Given the following SDE:
$$ dS = \mu S dt + \sigma S dW $$
Why when we write this in discrete form:
$$\Delta S = S_{i+1} - S_i = \mu S_i \Delta t + \sigma S_i \phi \sqrt{\Delta t}$$
The indices on the RHS are all i's? i.e. there is no i+1 there.

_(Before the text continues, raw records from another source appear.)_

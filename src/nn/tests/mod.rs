//! nn 各组件的单元测试

mod grad_check;

use rand::SeedableRng;
use rand::rngs::StdRng;

use super::dropout_mask;

pub(crate) fn rng(seed: u64) -> StdRng {
    StdRng::seed_from_u64(seed)
}

#[test]
fn inverted_dropout_mask_preserves_expectation() {
    let mut r = rng(5);
    let mask = dropout_mask(&mut r, ndarray::Ix2(100, 100), 0.5);

    // 元素只能是 0 或 1/keep_prob
    assert!(mask.iter().all(|&v| v == 0.0 || v == 2.0));
    // 反向缩放后均值应接近 1
    let mean = mask.sum() / mask.len() as f32;
    assert!((mean - 1.0).abs() < 0.05, "均值偏离过大: {mean}");
}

I am having in mind modelling of some stochastic variable $x(t)$. Then we can write that $x(t+1) = x(t) + \eta(t+1)$. So that we have a component for previous cumulative sum value: $x(t)$ and we have current noise: $\eta(t+1)$
It's a convenient choice that we make.
You choose some discretization unit $\delta$, and obtain the recurrence (which is an approximation of the true SDE): $$S_{i+1}-S_i = \mu S^*\delta + \sigma S^*Z\sqrt{\delta},$$ where $Z$ is a standard normal random variable, and where $S^*$ is some point in the interval $[S_i,S_{i+1}]$. To obtain the most useful recurrence, we choose $S^*=S_i$, so $$S_{i+1} - S_i = \mu S_i\delta + \sigma S_i Z\sqrt{\delta},$$ because then $$S_{i+1} = S_i + \mu S_i\delta + \sigma S_i Z\sqrt{\delta},$$ and whenever you have $S_i$, you can readily obtain the next step $S_{i+1}$.
Because $S$ has no single value over an interval of the form $[t_i,t_i+\delta]$, you could have chosen any value of $S^*\in [S_i,S_{i+1}]$, but by the reasons above, one usually chooses $S^*=S_i$.